[Opening Material for this exercise section]
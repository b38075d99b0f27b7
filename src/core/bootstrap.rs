//! Startup: load the configuration record and build the catalog.

use std::time::Duration;

use tracing::{error, info, warn};

use super::error::{Error, Result};
use crate::domains::catalog::ToolSchema;
use crate::domains::store::ConfigStore;

/// Load and build the named catalog.
///
/// Only an unreachable store is retried, up to `attempts` times with `delay`
/// between attempts. A missing record or an invalid catalog aborts at once.
pub async fn load_catalog(
    store: &dyn ConfigStore,
    name: &str,
    attempts: u32,
    delay: Duration,
) -> Result<ToolSchema> {
    let attempts = attempts.max(1);
    let mut attempt = 1;

    let document = loop {
        match store.load(name).await {
            Ok(document) => break document,
            Err(e) if e.is_unavailable() && attempt < attempts => {
                warn!(
                    "Configuration store unavailable (attempt {}/{}): {}. Retrying in {:?}",
                    attempt, attempts, e, delay
                );
                tokio::time::sleep(delay).await;
                attempt += 1;
            }
            Err(e) => {
                error!("Failed to load configuration record '{}': {}", name, e);
                return Err(e.into());
            }
        }
    };

    let schema = ToolSchema::from_document(document).map_err(|e| {
        error!("Configuration record '{}' is invalid: {}", name, e);
        Error::from(e)
    })?;

    info!(
        "Loaded catalog '{}' with {} tools targeting {}.{}",
        schema.name(),
        schema.len(),
        schema.module().database,
        schema.module().collection
    );
    Ok(schema)
}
[Closing Material for this exercise section]
Task requirements: Give every line of the listing again. Keep each one exact.

Exercise output:
repository b38075d99b0f27b7
filename src/core/bootstrap.rs
//! Startup: load the configuration record and build the catalog.

use std::time::Duration;

use tracing::{error, info, warn};

use super::error::{Error, Result};
use crate::domains::catalog::ToolSchema;
use crate::domains::store::ConfigStore;

/// Load and build the named catalog.
///
/// Only an unreachable store is retried, up to `attempts` times with `delay`
/// between attempts. A missing record or an invalid catalog aborts at once.
pub async fn load_catalog(
    store: &dyn ConfigStore,
    name: &str,
    attempts: u32,
    delay: Duration,
) -> Result<ToolSchema> {
    let attempts = attempts.max(1);
    let mut attempt = 1;

    let document = loop {
        match store.load(name).await {
            Ok(document) => break document,
            Err(e) if e.is_unavailable() && attempt < attempts => {
                warn!(
                    "Configuration store unavailable (attempt {}/{}): {}. Retrying in {:?}",
                    attempt, attempts, e, delay
                );
                tokio::time::sleep(delay).await;
                attempt += 1;
            }
            Err(e) => {
                error!("Failed to load configuration record '{}': {}", name, e);
                return Err(e.into());
            }
        }
    };

    let schema = ToolSchema::from_document(document).map_err(|e| {
        error!("Configuration record '{}' is invalid: {}", name, e);
        Error::from(e)
    })?;

    info!(
        "Loaded catalog '{}' with {} tools targeting {}.{}",
        schema.name(),
        schema.len(),
        schema.module().database,
        schema.module().collection
    );
    Ok(schema)
}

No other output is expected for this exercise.